数日間貴船神社に通い続けて何度目かの丑の刻参りを終えた元妻は、どこからか「鬼神の神通力を授けよう」とのお告げを聞く。続けてお告げで、逆さにした鉄輪(五徳)の3つの足にロウソクを立てて火を灯し、それを頭に被るよう聞いた元妻は、鬼神となって元夫と若い女の夢に現れ始める。元妻の悪夢にうなされるようになった元夫は、陰陽師・安倍晴明に会って事情を話し、元妻の怨みを鎮めてもらおうとする。
時は流れて現代、とある中年の男がいつものように若い女の部屋で浮気行為に及んでいると無言電話がかかり、電話を切るが、その夜ベルが鳴り続ける。電話の主は妻(中年の女)だと疑う中年の男は帰宅すると、無言電話を問い詰めようとするが、「私がどこに電話したと言うの?」と言われて何も言い返せない。その後も夫は若い女との浮気を重ねるが、彼女の部屋に無言電話が続き、2人は徐々に妻の強い嫉妬心に不安を抱き始める。

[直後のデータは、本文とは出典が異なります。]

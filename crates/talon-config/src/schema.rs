use serde::{Deserialize, Serialize};
use std::path::PathBuf;

/// Root configuration: maps to `talon.toml`.
#[derive(Debug, Clone, Default, Serialize, Deserialize)]
#[serde(default)]
pub struct TalonConfig {
    pub skills: SkillsConfig,
    pub embedding: EmbeddingConfig,
    pub scheduler: SchedulerConfig,
    pub assistant: AssistantConfig,
    pub logging: LoggingConfig,
}

// ── Skills ─────────────────────────────────────────────────────

#[derive(Debug, Clone, Serialize, Deserialize)]
#[serde(default)]
pub struct SkillsConfig {
    /// Directories scanned for skill documents, in precedence order.
    pub dirs: Vec<PathBuf>,
    /// Reload the registry when a skill file changes.
    pub watch: bool,
    /// Wall-clock budget for one skill invocation.
    pub default_timeout_secs: u64,
    /// Upper bound on the number of retrieval candidates.
    pub max_top_k: usize,
}

impl Default for SkillsConfig {
    fn default() -> Self {
        Self {
            dirs: vec![PathBuf::from("./skills")],
            watch: false,
            default_timeout_secs: 30,
            max_top_k: 5,
        }
    }
}

// ── Embedding ──────────────────────────────────────────────────

#[derive(Debug, Clone, Serialize, Deserialize)]
#[serde(default)]
pub struct EmbeddingConfig {
    /// "hashing" (offline), "openai", or "ollama".
    pub provider: String,
    /// Model name for remote providers (empty = provider default).
    pub model: String,
    /// Base URL override for remote providers (empty = provider default).
    pub base_url: String,
    /// Vector size for the hashing provider.
    pub dims: usize,
    /// API key for OpenAI-compatible endpoints. Falls back to `OPENAI_API_KEY`.
    pub api_key: Option<String>,
}

impl Default for EmbeddingConfig {
    fn default() -> Self {
        Self {
            provider: "hashing".into(),
            model: String::new(),
            base_url: String::new(),
            dims: 256,
            api_key: None,
        }
    }
}

impl EmbeddingConfig {
    /// The configured model, or the provider's usual embedding model.
    pub fn effective_model(&self) -> &str {
        match (self.model.trim(), self.provider.as_str()) {
            ("", "ollama") => "nomic-embed-text",
            ("", _) => "text-embedding-3-small",
            (model, _) => model,
        }
    }
}

// ── Scheduler ──────────────────────────────────────────────────

#[derive(Debug, Clone, Serialize, Deserialize)]
#[serde(default)]
pub struct SchedulerConfig {
    /// Run the background scheduler loop.
    pub enabled: bool,
    /// JSON document holding all scheduled jobs.
    pub jobs_file: PathBuf,
    /// Timezone cron expressions are evaluated in: "local" or "utc".
    pub timezone: String,
    /// Maximum seconds one fired job may spend in the assistant.
    pub fire_timeout_secs: u64,
}

impl Default for SchedulerConfig {
    fn default() -> Self {
        Self {
            enabled: true,
            jobs_file: PathBuf::from("./data/jobs.json"),
            timezone: "local".into(),
            fire_timeout_secs: 300,
        }
    }
}

// ── Assistant ──────────────────────────────────────────────────

#[derive(Debug, Clone, Default, Serialize, Deserialize)]
#[serde(default)]
pub struct AssistantConfig {
    /// Endpoint that receives fired jobs. Empty = re-enter through the local
    /// skill runtime.
    pub webhook_url: String,
    /// Optional bearer token sent with webhook requests.
    pub webhook_token: Option<String>,
}

// ── Logging ────────────────────────────────────────────────────

#[derive(Debug, Clone, Serialize, Deserialize)]
#[serde(default)]
pub struct LoggingConfig {
    /// Log level: "trace", "debug", "info", "warn", "error".
    pub level: String,
    /// Output format: "pretty", "json", "compact".
    pub format: String,
}

impl Default for LoggingConfig {
    fn default() -> Self {
        Self {
            level: "info".into(),
            format: "pretty".into(),
        }
    }
}

// ── Validation ─────────────────────────────────────────────────

#[derive(Debug, Clone)]
pub struct ConfigWarning {
    pub field: String,
    pub message: String,
    pub severity: WarningSeverity,
    pub hint: Option<String>,
}

#[derive(Debug, Clone, Copy, PartialEq, Eq)]
pub enum WarningSeverity {
    Error,
    Warning,
    Info,
}

impl std::fmt::Display for ConfigWarning {
    fn fmt(&self, f: &mut std::fmt::Formatter<'_>) -> std::fmt::Result {
        let icon = match self.severity {
            WarningSeverity::Error => "❌",
            WarningSeverity::Warning => "⚠️ ",
            WarningSeverity::Info => "💡",
        };
        write!(f, "{} {}: {}", icon, self.field, self.message)?;
        if let Some(ref h) = self.hint {
            write!(f, "\n   ↳ {}", h)?;
        }
        Ok(())
    }
}

pub const EMBEDDING_PROVIDERS: [&str; 3] = ["hashing", "openai", "ollama"];
pub const TIMEZONES: [&str; 2] = ["local", "utc"];

impl TalonConfig {
    /// Check the configuration. Returns non-fatal warnings, or an error
    /// message listing every problem of `Error` severity.
    pub fn validate(&self) -> Result<Vec<ConfigWarning>, String> {
        let mut warnings = Vec::new();

        // ── Skills ───
        if self.skills.dirs.is_empty() {
            warnings.push(ConfigWarning {
                field: "skills.dirs".into(),
                message: "no skill directories configured: only built-in skills will load".into(),
                severity: WarningSeverity::Info,
                hint: Some("Add e.g. dirs = [\"./skills\"]".into()),
            });
        }
        if self.skills.default_timeout_secs == 0 {
            warnings.push(ConfigWarning {
                field: "skills.default_timeout_secs".into(),
                message: "timeout is 0: every skill invocation will time out".into(),
                severity: WarningSeverity::Error,
                hint: Some("Set to e.g. 30".into()),
            });
        }
        if self.skills.max_top_k == 0 {
            warnings.push(ConfigWarning {
                field: "skills.max_top_k".into(),
                message: "max_top_k is 0: retrieval will be treated as top-1".into(),
                severity: WarningSeverity::Warning,
                hint: Some("Set to e.g. 5".into()),
            });
        }

        // ── Embedding ───
        if !EMBEDDING_PROVIDERS.contains(&self.embedding.provider.as_str()) {
            warnings.push(ConfigWarning {
                field: "embedding.provider".into(),
                message: format!("unknown embedding provider '{}'", self.embedding.provider),
                severity: WarningSeverity::Error,
                hint: Some(format!("Valid values: {}", EMBEDDING_PROVIDERS.join(", "))),
            });
        }
        if self.embedding.provider == "openai" && self.embedding.api_key.is_none() {
            warnings.push(ConfigWarning {
                field: "embedding.api_key".into(),
                message: "openai embeddings selected without an API key".into(),
                severity: WarningSeverity::Warning,
                hint: Some("Set embedding.api_key or OPENAI_API_KEY".into()),
            });
        }
        if self.embedding.provider == "hashing" && self.embedding.dims < 16 {
            warnings.push(ConfigWarning {
                field: "embedding.dims".into(),
                message: format!("{} dimensions is too few for useful matching", self.embedding.dims),
                severity: WarningSeverity::Warning,
                hint: Some("Use 128 or more".into()),
            });
        }

        // ── Scheduler ───
        if !TIMEZONES.contains(&self.scheduler.timezone.as_str()) {
            warnings.push(ConfigWarning {
                field: "scheduler.timezone".into(),
                message: format!("unknown timezone '{}'", self.scheduler.timezone),
                severity: WarningSeverity::Error,
                hint: Some(format!("Valid values: {}", TIMEZONES.join(", "))),
            });
        }
        if self.scheduler.fire_timeout_secs == 0 {
            warnings.push(ConfigWarning {
                field: "scheduler.fire_timeout_secs".into(),
                message: "fire timeout is 0: every fired job will fail".into(),
                severity: WarningSeverity::Error,
                hint: Some("Set to e.g. 300".into()),
            });
        }

        // ── Assistant ───
        let url = &self.assistant.webhook_url;
        if !url.is_empty() && !(url.starts_with("http://") || url.starts_with("https://")) {
            warnings.push(ConfigWarning {
                field: "assistant.webhook_url".into(),
                message: format!("'{}' is not an http(s) URL", url),
                severity: WarningSeverity::Error,
                hint: None,
            });
        }

        // ── Logging format ───
        let valid_formats = ["pretty", "json", "compact"];
        if !valid_formats.contains(&self.logging.format.as_str()) {
            warnings.push(ConfigWarning {
                field: "logging.format".into(),
                message: format!("unknown log format '{}'", self.logging.format),
                severity: WarningSeverity::Warning,
                hint: Some(format!("Valid values: {}", valid_formats.join(", "))),
            });
        }

        // ── Logging level ───
        let valid_levels = ["trace", "debug", "info", "warn", "error"];
        if !valid_levels.contains(&self.logging.level.as_str()) {
            warnings.push(ConfigWarning {
                field: "logging.level".into(),
                message: format!("unknown log level '{}'", self.logging.level),
                severity: WarningSeverity::Warning,
                hint: Some(format!("Valid values: {}", valid_levels.join(", "))),
            });
        }

        // Check for hard errors
        let errors: Vec<String> = warnings
            .iter()
            .filter(|w| w.severity == WarningSeverity::Error)
            .map(|w| format!("{}: {}", w.field, w.message))
            .collect();

        if !errors.is_empty() {
            return Err(format!("Configuration errors:\n  • {}", errors.join("\n  • ")));
        }

        Ok(warnings)
    }
}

電話の音から逃げるように、とある湖畔のホテルに滞在することにした中年の男と若い女だが、宿泊部屋にも無言電話がかかってくる。2人は気分を変えるため、外のプールで泳いだり湖畔を散歩してみるが、何となく妻の気配を感じてしまい、結局部屋で過ごすことに。数日後、何度目かの無言電話を受けた若い女は、中年の男に「きっと中年の女がホテルの内通電話を使って無言電話をかけている」との考えを告げる。

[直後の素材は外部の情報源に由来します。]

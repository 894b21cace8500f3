//! # talon-cli
//!
//! Command-line interface for the Talon skill runtime.
//!
//! ## Commands
//!
//! - `talon skills list|search|run|reload`: inspect and invoke skills
//! - `talon jobs list|delete|pause|resume`: manage scheduled jobs
//! - `talon serve`: run the scheduler loop until Ctrl-C

pub mod commands;

pub use commands::Cli;
//! File watcher for skill hot-reload.
//!
//! Watches the skill directories and emits one reload request per burst of
//! changes to `*.md` files.

use notify::{Event, EventKind, RecommendedWatcher, RecursiveMode, Watcher};
use std::path::PathBuf;
use std::time::Duration;
use tokio::sync::mpsc;
use tracing::{debug, info, warn};

/// Keeps the underlying `notify` watcher alive. Dropping it stops watching
/// and closes the reload channel.
pub struct SkillWatcher {
    _watcher: RecommendedWatcher,
    watched: Vec<PathBuf>,
}

impl SkillWatcher {
    /// Start watching `dirs`. Directories that do not exist are skipped.
    ///
    /// The returned receiver yields `()` once changes have been quiet for
    /// `debounce`.
    pub fn start(
        dirs: &[PathBuf],
        debounce: Duration,
    ) -> talon_core::Result<(Self, mpsc::Receiver<()>)> {
        let (raw_tx, mut raw_rx) = mpsc::unbounded_channel::<Event>();
        let (reload_tx, reload_rx) = mpsc::channel::<()>(1);

        let mut watcher = notify::recommended_watcher(move |res: Result<Event, notify::Error>| {
            match res {
                Ok(event) if is_relevant(&event) => {
                    let _ = raw_tx.send(event);
                }
                Ok(_) => {}
                Err(e) => warn!(error = %e, "skill watcher error"),
            }
        })
        .map_err(|e| talon_core::TalonError::Other(anyhow::anyhow!("failed to create watcher: {e}")))?;

        let mut watched = Vec::new();
        for dir in dirs {
            if !dir.exists() {
                debug!(dir = %dir.display(), "watch path does not exist, skipping");
                continue;
            }
            watcher.watch(dir, RecursiveMode::Recursive).map_err(|e| {
                talon_core::TalonError::Other(anyhow::anyhow!(
                    "failed to watch {}: {e}",
                    dir.display()
                ))
            })?;
            info!(dir = %dir.display(), "watching for skill changes");
            watched.push(dir.clone());
        }

        tokio::spawn(async move {
            while let Some(first) = raw_rx.recv().await {
                debug!(paths = ?first.paths, "skill file change detected");
                // Drain until the directory has been quiet for `debounce`.
                loop {
                    match tokio::time::timeout(debounce, raw_rx.recv()).await {
                        Ok(Some(_)) => continue,
                        Ok(None) => return,
                        Err(_) => break,
                    }
                }
                // A full channel already holds a pending reload.
                if let Err(mpsc::error::TrySendError::Closed(_)) = reload_tx.try_send(()) {
                    return;
                }
            }
        });

        Ok((
            Self {
                _watcher: watcher,
                watched,
            },
            reload_rx,
        ))
    }

    pub fn watched(&self) -> &[PathBuf] {
        &self.watched
    }
}

fn is_relevant(event: &Event) -> bool {
    matches!(
        event.kind,
        EventKind::Create(_) | EventKind::Modify(_) | EventKind::Remove(_)
    ) && event
        .paths
        .iter()
        .any(|p| p.extension().is_some_and(|e| e == "md"))
}
//! # talon-skills
//!
//! Skills are small, independently defined capabilities. Each one is a
//! Markdown document with frontmatter (name, description, dependencies), an
//! optional `# Parameters` list, and an executable body: a shell block, or a
//! reference to a native handler compiled into the binary.
//!
//! ## Pieces
//!
//! - [`SkillRegistry`] loads documents from skill directories and swaps the
//!   whole table atomically on reload. One broken document is skipped and
//!   reported; the rest still load.
//! - [`SkillIndex`] ranks skills against a free-text request by embedding
//!   similarity, delegating vectors to an [`EmbeddingProvider`](talon_llm::EmbeddingProvider).
//! - [`Sandbox`] binds parameters and runs a body under a timeout. Whatever
//!   goes wrong comes back as an [`ExecutionError`](talon_core::ExecutionError).
//! - [`SkillWatcher`] requests a reload when a skill file changes.

pub mod body;
pub mod definition;
pub mod index;
pub mod params;
pub mod registry;
pub mod sandbox;
pub mod watcher;

pub use body::{FnBody, HandlerTable, ScriptBody, SkillBody};
pub use definition::SkillDefinition;
pub use index::{ScoredSkill, SkillIndex, cosine_similarity};
pub use params::{ParamSpec, ParamType, Params};
pub use registry::{LoadReport, SkillRegistry, SkillTable};
pub use sandbox::Sandbox;
pub use watcher::SkillWatcher;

2人はホテルの従業員たちに電話の主のことや他の客について聞くが、なぜかまともに取り合ってもらえず、自分たちで調べることに。数日後、隣に婦人が宿泊していたことを突き止めた2人はその夜、着物姿の女の後をこっそりと追って、ホテルの外へ向かう。湖に訪れた中年の男と若い女は薄闇の中、着物姿の女を見失うが、その直後、2人は後ろから背中を押されて湖へと落ちてしまう。